Perhaps unsurprisingly, the process of capturing a song that raw and personal on record was an exhausting one, full of fits and starts. Add to that expectations from the C-suite at the band's label, EMI, who were hopeful that the vulnerability of the song would connect with the public in the same way the band's equally vulnerable blockbuster breakthrough hit, Creep, had the year before.
Speaking to Guitar World in 1998, Yorke described the Fake Plastic Trees sessions as simply, “a fucking nightmare.”
“There was one stage at the first session when it sounded like Guns N’ Roses’ November Rain,” Radiohead guitarist Ed O'Brien scoffed in the same interview. “It was so pompous and bombastic, just the worst.”
In the end, the song got some of its character back from, what else, a mistake.
“Paul [Kolderie, who mixed The Bends] missed a cue, so the electric guitars don’t come in at the right place,” Yorke told Guitar World. “It was a mistake, but we kept it.”
You can hear said mistake by comparing the studio version above to the vintage live performance of the song on Late Night with Conan O’Brien below.
Ed O'Brien and Jonny Greenwood tear their way in at the onset of the third verse, whereas in the studio version, Yorke and his acoustic – and the rhythm section – mostly carry matters while Yorke sings, “She looks like the real thing.” O'Brien and Greenwood then SWAT team their way in time for Yorke to spit the verse's second line, “She tastes like the real thing.”
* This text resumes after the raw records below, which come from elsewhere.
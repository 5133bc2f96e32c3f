use axum::{
    http::StatusCode,
    response::{IntoResponse, Response},
    Json,
};
use models::ValidationError;
use serde_json::json;
use thiserror::Error;

pub type Result<T> = std::result::Result<T, ApiError>;

#[derive(Debug, Error)]
pub enum ApiError {
    #[error("Customer not found: {0}")]
    CustomerNotFound(u64),

    #[error("Invalid request: {0}")]
    InvalidRequest(#[from] ValidationError),

    #[error("Invalid year: {0}")]
    InvalidYear(i32),
}

impl IntoResponse for ApiError {
    fn into_response(self) -> Response {
        let status = match self {
            ApiError::CustomerNotFound(_) => StatusCode::NOT_FOUND,
            ApiError::InvalidRequest(_) => StatusCode::BAD_REQUEST,
            ApiError::InvalidYear(_) => StatusCode::BAD_REQUEST,
        };

        let body = Json(json!({
            "success": false,
            "error": self.to_string(),
        }));

        (status, body).into_response()
    }
}
//! Reports dashboard: filter state, concurrent report batches and the derived view.
//!
//! A [`Dashboard`] fetches sales, inventory and financial reports together
//! whenever its filters change, keeps the last good value of each report and
//! renders a [`DashboardView`] with every amount formatted by one
//! [`CurrencyFormatter`].

use std::path::Path;

use anyhow::{Context, Result};
use chrono::Local;
use serde::Serialize;

mod dashboard;
mod format;
mod notify;
mod placeholder;
mod source;
mod state;
mod view;

pub use dashboard::Dashboard;
pub use format::{format_axis_tick, format_growth, CurrencyFormatter};
pub use notify::{LogNotifier, Notification, Notifier};
pub use placeholder::{NoPlaceholders, PlaceholderProvider, SamplePlaceholders, SampleValues};
pub use source::ReportsSource;
pub use state::{
    BatchOutcome, BatchPhase, BatchReport, DashboardState, Filters, Slot, SlotOutcome,
};
pub use view::{
    category_slices, CategorySlice, DashboardView, Figure, Provenance, Series, StatCard, Trend,
    PALETTE,
};

#[derive(Debug, Serialize)]
pub struct DashboardMetadata {
    pub generated_at: String,
    pub settings_version: u32,
}

/// A rendered view plus when it was produced, as written to disk.
#[derive(Debug, Serialize)]
pub struct DashboardExport {
    pub metadata: DashboardMetadata,
    pub view: DashboardView,
}

impl DashboardExport {
    pub fn new(view: DashboardView, settings_version: u32) -> Self {
        Self {
            metadata: DashboardMetadata {
                generated_at: Local::now().to_rfc3339(),
                settings_version,
            },
            view,
        }
    }
}

pub fn write_dashboard_json(export: &DashboardExport, out_path: &Path) -> Result<()> {
    if let Some(parent) = out_path.parent() {
        if !parent.as_os_str().is_empty() && !parent.exists() {
            std::fs::create_dir_all(parent)
                .with_context(|| format!("Creating {}", parent.display()))?;
        }
    }
    let json = serde_json::to_string_pretty(export)?;
    std::fs::write(out_path, json).with_context(|| format!("Writing {}", out_path.display()))?;
    Ok(())
}
//! Wire and presentation-independent data model shared by the finance client,
//! the dashboard engine and the mock backend.
//!
//! All JSON field names are camelCase on the wire.

pub mod envelope;
pub mod finance;
pub mod period;
pub mod reports;
pub mod settings;
pub mod validate;

pub use envelope::{Envelope, Rejected};
pub use finance::*;
pub use period::{OverviewPeriod, ParsePeriodError, ReportPeriod};
pub use reports::*;
pub use settings::{
	ApiSettings, DEFAULT_BASE_URL, DashboardSettings, DisplaySettings, Grouping, Settings,
};
pub use validate::{BALANCE_TOLERANCE, Validate, ValidationError};
//! In-memory stand-in for the finance/reports backend, serving the same HTTP
//! surface the client targets. Used by integration tests and local runs.

pub mod error;
pub mod handlers;
pub mod repository;
pub mod router;
pub mod server;

pub use error::{ApiError, Result};
pub use handlers::{AppState, RecordedRequest, RequestLog};
pub use repository::{FinanceRepository, InMemoryFinanceRepository};
pub use router::{create_router, router_with_state, API_PREFIX};
pub use server::{run_server, spawn_server, SpawnedServer};
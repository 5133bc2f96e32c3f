use axum::{
    extract::{OriginalUri, Request, State},
    middleware::{self, Next},
    response::Response,
    routing::{get, post},
    Router,
};
use std::sync::Arc;
use tower_http::{
    cors::{Any, CorsLayer},
    trace::TraceLayer,
};

use crate::handlers::{self, AppState, RecordedRequest, RequestLog};
use crate::repository::FinanceRepository;

/// Versioned prefix the real backend serves under.
pub const API_PREFIX: &str = "/wp-json/ims/v1";

/// Create the router with every finance and reports endpoint
pub fn create_router(repo: Arc<dyn FinanceRepository>) -> Router {
    router_with_state(AppState::new(repo))
}

pub fn router_with_state(state: AppState) -> Router {
    let cors = CorsLayer::new()
        .allow_origin(Any)
        .allow_methods(Any)
        .allow_headers(Any);

    let api = Router::new()
        // Finance endpoints
        .route("/finance/overview", get(handlers::get_overview))
        .route(
            "/finance/accounts-receivable",
            get(handlers::get_accounts_receivable),
        )
        .route("/finance/expenses", get(handlers::get_expenses))
        .route("/finance/payments", post(handlers::record_payment))
        .route(
            "/finance/customer-balance",
            post(handlers::update_customer_balance),
        )
        .route(
            "/finance/customer-balance/:customer_id",
            get(handlers::get_customer_balance),
        )
        .route(
            "/finance/sync-customer-balances",
            post(handlers::sync_customer_balances),
        )
        // Report endpoints
        .route("/reports/sales", get(handlers::get_sales_report))
        .route("/reports/inventory", get(handlers::get_inventory_report))
        .route("/reports/financial", get(handlers::get_financial_report));

    Router::new()
        .route("/health", get(handlers::health_check))
        .nest(API_PREFIX, api)
        .layer(middleware::from_fn_with_state(
            state.requests.clone(),
            record_request,
        ))
        .with_state(state)
        .layer(cors)
        .layer(TraceLayer::new_for_http())
}

async fn record_request(State(log): State<RequestLog>, request: Request, next: Next) -> Response {
    // nested routes see a stripped URI; log what the client actually sent
    let uri = request
        .extensions()
        .get::<OriginalUri>()
        .map(|original| original.0.clone())
        .unwrap_or_else(|| request.uri().clone());
    log.record(RecordedRequest {
        method: request.method().to_string(),
        path: uri.path().to_string(),
        query: uri.query().map(str::to_string),
    })
    .await;
    next.run(request).await
}
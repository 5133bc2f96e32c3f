use models::{Rejected, ValidationError};
use reqwest::StatusCode;
use thiserror::Error;

pub type Result<T> = std::result::Result<T, ClientError>;

#[derive(Debug, Error)]
pub enum ClientError {
    #[error("HTTP error! status: {status} ({url})")]
    Status { url: String, status: StatusCode },

    #[error("request to {url} failed: {source}")]
    Transport {
        url: String,
        #[source]
        source: reqwest::Error,
    },

    #[error("failed to decode response from {url} (status {status}): {source}")]
    Decode {
        url: String,
        status: StatusCode,
        #[source]
        source: serde_json::Error,
    },

    #[error("invalid response from {url}: {source}")]
    Invalid {
        url: String,
        status: StatusCode,
        #[source]
        source: ValidationError,
    },

    #[error("invalid request: {0}")]
    InvalidRequest(#[from] ValidationError),

    #[error("failed to encode request: {0}")]
    Encode(#[source] serde_json::Error),

    #[error("invalid base URL '{url}': {reason}")]
    InvalidBaseUrl { url: String, reason: String },

    #[error("failed to build HTTP client: {0}")]
    Build(#[source] reqwest::Error),

    #[error(transparent)]
    Rejected(#[from] Rejected),
}

impl ClientError {
    /// HTTP status of the failed round-trip, when the server answered at all.
    pub fn status(&self) -> Option<u16> {
        match self {
            ClientError::Status { status, .. }
            | ClientError::Decode { status, .. }
            | ClientError::Invalid { status, .. } => Some(status.as_u16()),
            ClientError::Transport { source, .. } => source.status().map(|s| s.as_u16()),
            _ => None,
        }
    }

    /// True when the request never produced a usable response (network, status, body).
    pub fn is_transport(&self) -> bool {
        matches!(
            self,
            ClientError::Status { .. } | ClientError::Transport { .. } | ClientError::Decode { .. }
        )
    }
}
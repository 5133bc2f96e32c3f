use mock_backend::{run_server, InMemoryFinanceRepository};
use std::env;
use std::sync::Arc;

#[tokio::main]
async fn main() -> anyhow::Result<()> {
    let host = env::var("HOST").unwrap_or_else(|_| "127.0.0.1".to_string());
    let port: u16 = env::var("PORT")
        .unwrap_or_else(|_| "3000".to_string())
        .parse()
        .unwrap_or(3000);
    let empty = env::var("MOCK_EMPTY").is_ok();

    println!("Finance Mock Backend");
    println!("====================");
    println!("Listening on: {}:{}", host, port);
    println!("Seed data: {}", if empty { "none" } else { "sample customers" });
    println!();

    let repo = if empty {
        Arc::new(InMemoryFinanceRepository::new())
    } else {
        Arc::new(InMemoryFinanceRepository::seeded())
    };

    run_server(repo, &host, port).await?;

    Ok(())
}
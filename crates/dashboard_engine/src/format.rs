use models::{DisplaySettings, Grouping};

/// Formats every amount the dashboard displays.
///
/// Amounts are rounded half away from zero to whole units and grouped per the
/// configured scheme: `Rs 125,000`, or `Rs 1,25,00,000` with Indian grouping.
#[derive(Debug, Clone, PartialEq)]
pub struct CurrencyFormatter {
    symbol: String,
    grouping: Grouping,
    separator: char,
}

impl Default for CurrencyFormatter {
    fn default() -> Self {
        Self::from_settings(&DisplaySettings::default())
    }
}

impl CurrencyFormatter {
    pub fn new(symbol: impl Into<String>, grouping: Grouping, separator: char) -> Self {
        Self {
            symbol: symbol.into(),
            grouping,
            separator,
        }
    }

    pub fn from_settings(display: &DisplaySettings) -> Self {
        Self::new(
            display.currency_symbol.clone(),
            display.grouping,
            display.group_separator,
        )
    }

    pub fn symbol(&self) -> &str {
        &self.symbol
    }

    pub fn format(&self, amount: f64) -> String {
        if !amount.is_finite() {
            return format!("{} -", self.symbol);
        }
        let rounded = amount.round();
        let digits = self.group(&format!("{:.0}", rounded.abs()));
        // -0.0 is not below zero, so tiny negatives print unsigned
        if rounded < 0.0 {
            format!("-{} {}", self.symbol, digits)
        } else {
            format!("{} {}", self.symbol, digits)
        }
    }

    /// Plain counts, grouped the same way but without a symbol.
    pub fn format_count(&self, count: u64) -> String {
        self.group(&count.to_string())
    }

    fn group(&self, digits: &str) -> String {
        if digits.len() <= 3 {
            return digits.to_string();
        }
        let (head, tail) = digits.split_at(digits.len() - 3);
        let step = match self.grouping {
            Grouping::Thousands => 3,
            Grouping::Indian => 2,
        };

        let mut groups = Vec::new();
        let mut end = head.len();
        while end > 0 {
            let start = end.saturating_sub(step);
            groups.push(&head[start..end]);
            end = start;
        }
        groups.reverse();
        groups.push(tail);
        groups.join(&self.separator.to_string())
    }
}

/// Chart axis label: thousands with no decimals, e.g. `85k`.
pub fn format_axis_tick(value: f64) -> String {
    format!("{:.0}k", value / 1000.0)
}

/// Signed growth percentage with one decimal, e.g. `+12.5%`.
pub fn format_growth(percent: f64) -> String {
    format!("{percent:+.1}%")
}

#[cfg(test)]
mod tests {
    use super::*;

    #[test]
    fn default_formatting_has_no_fraction_digits() {
        let fmt = CurrencyFormatter::default();
        assert_eq!(fmt.format(125_000.0), "Rs 125,000");
        assert_eq!(fmt.format(125_000.49), "Rs 125,000");
        assert_eq!(fmt.format(999.5), "Rs 1,000");
        assert_eq!(fmt.format(0.0), "Rs 0");
    }

    #[test]
    fn negative_amounts_lead_with_the_sign() {
        let fmt = CurrencyFormatter::default();
        assert_eq!(fmt.format(-5_000.0), "-Rs 5,000");
        assert_eq!(fmt.format(-2.5), "-Rs 3");
        assert_eq!(fmt.format(-0.4), "Rs 0");
    }

    #[test]
    fn indian_grouping() {
        let fmt = CurrencyFormatter::new("PKR", Grouping::Indian, ',');
        assert_eq!(fmt.format(12_500_000.0), "PKR 1,25,00,000");
        assert_eq!(fmt.format(125_000.0), "PKR 1,25,000");
        assert_eq!(fmt.format(950.0), "PKR 950");
    }

    #[test]
    fn custom_separator_and_counts() {
        let fmt = CurrencyFormatter::new("€", Grouping::Thousands, '.');
        assert_eq!(fmt.format(1_234_567.0), "€ 1.234.567");
        assert_eq!(fmt.format_count(1_250), "1.250");
        assert_eq!(fmt.format_count(25), "25");
    }

    #[test]
    fn every_display_setting_reaches_the_formatter() {
        let display: DisplaySettings = serde_json::from_str(
            r#"{"currency_symbol": "PKR", "grouping": "indian", "group_separator": " "}"#,
        )
        .unwrap();
        let fmt = CurrencyFormatter::from_settings(&display);
        assert_eq!(fmt.symbol(), "PKR");
        assert_eq!(fmt.format(1_250_000.0), "PKR 12 50 000");
    }

    #[test]
    fn non_finite_amounts_do_not_panic() {
        let fmt = CurrencyFormatter::default();
        assert_eq!(fmt.format(f64::NAN), "Rs -");
    }

    #[test]
    fn axis_ticks_and_growth() {
        assert_eq!(format_axis_tick(85_000.0), "85k");
        assert_eq!(format_axis_tick(0.0), "0k");
        assert_eq!(format_growth(12.5), "+12.5%");
        assert_eq!(format_growth(-3.0), "-3.0%");
    }
}
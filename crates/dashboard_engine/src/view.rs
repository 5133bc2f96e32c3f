use models::{CashFlowPoint, CategorySales};
use serde::Serialize;

use crate::format::{format_growth, CurrencyFormatter};
use crate::placeholder::{PlaceholderProvider, SampleValues};
use crate::state::{BatchPhase, DashboardState, Filters};

/// Chart colours, assigned to categories in order and reused cyclically.
pub const PALETTE: [&str; 6] = [
    "#3b82f6", "#10b981", "#f59e0b", "#ef4444", "#8b5cf6", "#ec4899",
];

/// Where a displayed value came from.
#[derive(Debug, Clone, Copy, PartialEq, Eq, Serialize)]
#[serde(rename_all = "lowercase")]
pub enum Provenance {
    Live,
    Placeholder,
    /// Fixed label text.
    Static,
    Missing,
}

#[derive(Debug, Clone, PartialEq, Serialize)]
pub struct Figure {
    pub text: Option<String>,
    pub provenance: Provenance,
}

impl Figure {
    fn fixed(text: &str) -> Self {
        Self {
            text: Some(text.to_string()),
            provenance: Provenance::Static,
        }
    }

    fn missing() -> Self {
        Self {
            text: None,
            provenance: Provenance::Missing,
        }
    }

    /// Live value if present, else the placeholder, else missing.
    fn resolve<T>(live: Option<T>, placeholder: Option<T>, render: impl FnOnce(T) -> String) -> Self {
        match (live, placeholder) {
            (Some(value), _) => Self {
                text: Some(render(value)),
                provenance: Provenance::Live,
            },
            (None, Some(value)) => Self {
                text: Some(render(value)),
                provenance: Provenance::Placeholder,
            },
            (None, None) => Self::missing(),
        }
    }

    pub fn is_live(&self) -> bool {
        self.provenance == Provenance::Live
    }
}

#[derive(Debug, Clone, Copy, PartialEq, Eq, Serialize)]
#[serde(rename_all = "lowercase")]
pub enum Trend {
    Up,
    Down,
    Flat,
}

#[derive(Debug, Clone, PartialEq, Serialize)]
pub struct StatCard {
    pub title: &'static str,
    pub value: Figure,
    pub subtitle: Figure,
    pub trend: Trend,
    pub trend_text: Figure,
}

#[derive(Debug, Clone, PartialEq, Serialize)]
pub struct Series<T> {
    pub points: Vec<T>,
    pub provenance: Provenance,
}

impl<T> Series<T> {
    fn missing() -> Self {
        Self {
            points: Vec::new(),
            provenance: Provenance::Missing,
        }
    }
}

#[derive(Debug, Clone, PartialEq, Serialize)]
pub struct CategorySlice {
    pub name: String,
    pub revenue: f64,
    /// Whole percent of total category revenue.
    pub share: u32,
    pub color: &'static str,
}

/// Everything the reports page shows, derived from state on demand.
#[derive(Debug, Clone, PartialEq, Serialize)]
pub struct DashboardView {
    pub filters: Filters,
    pub loading: bool,
    pub phase: BatchPhase,
    pub cards: Vec<StatCard>,
    pub cash_flow: Series<CashFlowPoint>,
    pub categories: Series<CategorySlice>,
}

impl DashboardView {
    pub fn render(
        state: &DashboardState,
        placeholders: &dyn PlaceholderProvider,
        fmt: &CurrencyFormatter,
    ) -> Self {
        let sample = placeholders.sample();
        let summary = state.sales.as_ref().map(|report| &report.summary);
        let inventory = state.inventory.as_ref();

        let revenue = StatCard {
            title: "Revenue",
            value: Figure::resolve(
                summary.map(|s| s.total_revenue),
                sample.map(|s| s.total_revenue),
                |v| fmt.format(v),
            ),
            subtitle: Figure::fixed("vs previous period"),
            ..growth_trend(
                summary.and_then(|s| s.revenue_growth),
                sample.map(|s| s.revenue_trend.as_str()),
            )
        };

        let orders = StatCard {
            title: "Orders",
            value: Figure::resolve(
                summary.map(|s| s.total_orders),
                sample.map(|s| s.total_orders),
                |v| fmt.format_count(v),
            ),
            subtitle: Figure::resolve(
                summary.map(|s| s.avg_order_value),
                sample.map(|s| s.avg_order_value),
                |v| format!("Avg: {}", fmt.format(v)),
            ),
            ..growth_trend(
                summary.and_then(|s| s.orders_growth),
                sample.map(|s| s.orders_trend.as_str()),
            )
        };

        let low_stock = StatCard {
            title: "Low Stock Items",
            value: Figure::resolve(
                inventory.map(|r| r.inventory_report.low_stock_items.len() as u64),
                sample.map(|s| s.low_stock_count),
                |v| fmt.format_count(v),
            ),
            subtitle: Figure::resolve(
                inventory.and_then(|r| r.low_stock_value()),
                sample.map(|s| s.low_stock_value),
                |v| format!("Value: {}", fmt.format(v)),
            ),
            trend: Trend::Down,
            trend_text: Figure::resolve(None, sample.map(|s| s.low_stock_trend.as_str()), str::to_string),
        };

        let customers = StatCard {
            title: "Total Customers",
            value: Figure::resolve(
                summary.map(|s| s.total_customers),
                sample.map(|s| s.total_customers),
                |v| fmt.format_count(v),
            ),
            subtitle: Figure::resolve(
                summary
                    .filter(|s| s.total_customers > 0)
                    .map(|s| s.total_revenue / s.total_customers as f64),
                sample.map(|s| s.avg_customer_value),
                |v| format!("Avg: {}", fmt.format(v)),
            ),
            ..growth_trend(
                summary.and_then(|s| s.customers_growth),
                sample.map(|s| s.customers_trend.as_str()),
            )
        };

        Self {
            filters: state.filters,
            loading: state.loading,
            phase: state.phase,
            cards: vec![revenue, orders, low_stock, customers],
            cash_flow: cash_flow_series(state, sample),
            categories: category_series(state, sample),
        }
    }

    pub fn card(&self, title: &str) -> Option<&StatCard> {
        self.cards.iter().find(|card| card.title == title)
    }
}

/// Trend fields of a card; the rest is filled by the caller.
fn growth_trend(growth: Option<f64>, placeholder: Option<&str>) -> StatCard {
    let (trend, trend_text) = match (growth, placeholder) {
        (Some(g), _) => {
            let trend = if g < 0.0 { Trend::Down } else { Trend::Up };
            (
                trend,
                Figure {
                    text: Some(format_growth(g)),
                    provenance: Provenance::Live,
                },
            )
        }
        (None, Some(text)) => (Trend::Up, Figure::resolve(None, Some(text), str::to_string)),
        (None, None) => (Trend::Flat, Figure::missing()),
    };
    StatCard {
        title: "",
        value: Figure::missing(),
        subtitle: Figure::missing(),
        trend,
        trend_text,
    }
}

fn cash_flow_series(state: &DashboardState, sample: Option<&SampleValues>) -> Series<CashFlowPoint> {
    match (&state.financial, sample) {
        (Some(report), _) => Series {
            points: report.cash_flow.clone(),
            provenance: Provenance::Live,
        },
        (None, Some(sample)) => Series {
            points: sample.cash_flow.clone(),
            provenance: Provenance::Placeholder,
        },
        (None, None) => Series::missing(),
    }
}

fn category_series(state: &DashboardState, sample: Option<&SampleValues>) -> Series<CategorySlice> {
    match (&state.sales, sample) {
        (Some(report), _) => Series {
            points: category_slices(&report.by_category),
            provenance: Provenance::Live,
        },
        (None, Some(sample)) => Series {
            points: category_slices(&sample.categories),
            provenance: Provenance::Placeholder,
        },
        (None, None) => Series::missing(),
    }
}

/// Shares of total revenue with palette colours assigned in order.
pub fn category_slices(categories: &[CategorySales]) -> Vec<CategorySlice> {
    let total: f64 = categories.iter().map(|c| c.revenue).sum();
    categories
        .iter()
        .enumerate()
        .map(|(i, c)| CategorySlice {
            name: c.category.clone(),
            revenue: c.revenue,
            share: if total > 0.0 {
                (c.revenue / total * 100.0).round() as u32
            } else {
                0
            },
            color: PALETTE[i % PALETTE.len()],
        })
        .collect()
}

#[cfg(test)]
mod tests {
    use super::*;
    use crate::placeholder::{NoPlaceholders, SamplePlaceholders};
    use models::{
        FinancialReport, InventoryReport, InventorySnapshot, LowStockItem, ReportPeriod,
        SalesReport, SalesSummary,
    };

    fn empty_state() -> DashboardState {
        DashboardState::new(Filters::new(ReportPeriod::Monthly, 2025))
    }

    fn sales(revenue: f64, customers: u64, growth: Option<f64>) -> SalesReport {
        SalesReport {
            summary: SalesSummary {
                total_revenue: revenue,
                total_orders: 40,
                avg_order_value: revenue / 40.0,
                total_customers: customers,
                revenue_growth: growth,
                orders_growth: None,
                customers_growth: None,
            },
            by_category: vec![
                CategorySales {
                    category: "Taj Sheets".to_string(),
                    revenue: 300.0,
                },
                CategorySales {
                    category: "Hardware".to_string(),
                    revenue: 100.0,
                },
            ],
        }
    }

    #[test]
    fn no_placeholders_reports_everything_missing() {
        let view = DashboardView::render(&empty_state(), &NoPlaceholders, &CurrencyFormatter::default());
        for card in &view.cards {
            assert_eq!(card.value.provenance, Provenance::Missing, "{}", card.title);
            assert!(card.value.text.is_none());
            assert_eq!(card.trend_text.provenance, Provenance::Missing);
        }
        assert_eq!(view.cash_flow.provenance, Provenance::Missing);
        assert!(view.categories.points.is_empty());
        // fixed labels are not data
        assert_eq!(
            view.card("Revenue").unwrap().subtitle.provenance,
            Provenance::Static
        );
    }

    #[test]
    fn sample_placeholders_fill_empty_slots() {
        let view = DashboardView::render(
            &empty_state(),
            &SamplePlaceholders::default(),
            &CurrencyFormatter::default(),
        );
        let revenue = view.card("Revenue").unwrap();
        assert_eq!(revenue.value.text.as_deref(), Some("Rs 125,000"));
        assert_eq!(revenue.value.provenance, Provenance::Placeholder);
        assert_eq!(revenue.trend_text.text.as_deref(), Some("+12.5%"));

        let stock = view.card("Low Stock Items").unwrap();
        assert_eq!(stock.value.text.as_deref(), Some("15"));
        assert_eq!(stock.subtitle.text.as_deref(), Some("Value: Rs 75,000"));
        assert_eq!(stock.trend, Trend::Down);

        let customers = view.card("Total Customers").unwrap();
        assert_eq!(customers.subtitle.text.as_deref(), Some("Avg: Rs 5,200"));

        assert_eq!(view.cash_flow.provenance, Provenance::Placeholder);
        assert_eq!(view.cash_flow.points.len(), 6);
        assert_eq!(view.categories.points[0].color, "#3b82f6");
    }

    #[test]
    fn live_data_wins_over_placeholders() {
        let mut state = empty_state();
        state.sales = Some(sales(200_000.0, 50, Some(-4.0)));
        let view = DashboardView::render(&state, &SamplePlaceholders::default(), &CurrencyFormatter::default());

        let revenue = view.card("Revenue").unwrap();
        assert_eq!(revenue.value.text.as_deref(), Some("Rs 200,000"));
        assert!(revenue.value.is_live());
        assert_eq!(revenue.trend, Trend::Down);
        assert_eq!(revenue.trend_text.text.as_deref(), Some("-4.0%"));

        // no growth field: trend text falls back to the placeholder
        let orders = view.card("Orders").unwrap();
        assert!(orders.value.is_live());
        assert_eq!(orders.subtitle.text.as_deref(), Some("Avg: Rs 5,000"));
        assert_eq!(orders.trend_text.provenance, Provenance::Placeholder);

        let customers = view.card("Total Customers").unwrap();
        assert_eq!(customers.subtitle.text.as_deref(), Some("Avg: Rs 4,000"));
        assert!(customers.subtitle.is_live());

        // inventory slot is still empty
        let stock = view.card("Low Stock Items").unwrap();
        assert_eq!(stock.value.provenance, Provenance::Placeholder);
        assert_eq!(view.categories.provenance, Provenance::Live);
    }

    #[test]
    fn zero_customers_has_no_live_average() {
        let mut state = empty_state();
        state.sales = Some(sales(0.0, 0, None));
        let view = DashboardView::render(&state, &NoPlaceholders, &CurrencyFormatter::default());
        let customers = view.card("Total Customers").unwrap();
        assert_eq!(customers.value.text.as_deref(), Some("0"));
        assert_eq!(customers.subtitle.provenance, Provenance::Missing);
    }

    #[test]
    fn low_stock_value_falls_back_when_items_carry_none() {
        let mut state = empty_state();
        state.inventory = Some(InventoryReport {
            inventory_report: InventorySnapshot {
                low_stock_items: vec![LowStockItem {
                    id: 1,
                    name: "Hinge".to_string(),
                    stock: 3,
                    reorder_level: Some(10),
                    value: None,
                }],
                ..Default::default()
            },
        });
        let view = DashboardView::render(&state, &SamplePlaceholders::default(), &CurrencyFormatter::default());
        let stock = view.card("Low Stock Items").unwrap();
        assert_eq!(stock.value.text.as_deref(), Some("1"));
        assert!(stock.value.is_live());
        assert_eq!(stock.subtitle.provenance, Provenance::Placeholder);
    }

    #[test]
    fn live_cash_flow_is_used_even_when_empty() {
        let mut state = empty_state();
        state.financial = Some(FinancialReport {
            period: ReportPeriod::Monthly,
            year: 2025,
            revenue: 0.0,
            expenses: 0.0,
            profit: 0.0,
            cash_flow: Vec::new(),
        });
        let view = DashboardView::render(&state, &SamplePlaceholders::default(), &CurrencyFormatter::default());
        assert_eq!(view.cash_flow.provenance, Provenance::Live);
        assert!(view.cash_flow.points.is_empty());
    }

    #[test]
    fn category_shares_and_palette_cycle() {
        let categories: Vec<CategorySales> = (0..7)
            .map(|i| CategorySales {
                category: format!("C{i}"),
                revenue: if i == 0 { 400.0 } else { 100.0 },
            })
            .collect();
        let slices = category_slices(&categories);
        assert_eq!(slices[0].share, 40);
        assert_eq!(slices[1].share, 10);
        assert_eq!(slices[5].color, "#ec4899");
        assert_eq!(slices[6].color, PALETTE[0]);
    }

    #[test]
    fn zero_revenue_categories_share_nothing() {
        let slices = category_slices(&[CategorySales {
            category: "Empty".to_string(),
            revenue: 0.0,
        }]);
        assert_eq!(slices[0].share, 0);
    }
}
Some, like this writer, would argue that that delayed eruption gives Fake Plastic Trees its greatest power, and that it's the reason why you can find that moment in all of the above montages.
Speaking to Jason Thomas Gordon, Yorke confirmed a long-rumored story that he cried hearing the playback of the song for the first time.
“When you record, you’re going through one set of feelings, but the one thing you’re not really aware of is you,” he said. “You’re not aware of your own identity, so it’s like meditating.
“Even when you play, if you perform something well, you have a sort of feeling that goes beyond that. You’re not even aware of your own vulnerability, you’re just off somewhere, and then you come back. It’s like seeing yourself in the mirror for the first time, catching yourself unaware.”
Though famous for their drastic, uncommercial artistic left turns and unwillingness to simply play the hits onstage (especially their biggest), Radiohead have noticeably nodded to their recent viral hits during their ongoing run of European shows – their first anywhere since 2018, with both Let Down and Fake Plastic Trees making more frequent setlist appearances than in years' past.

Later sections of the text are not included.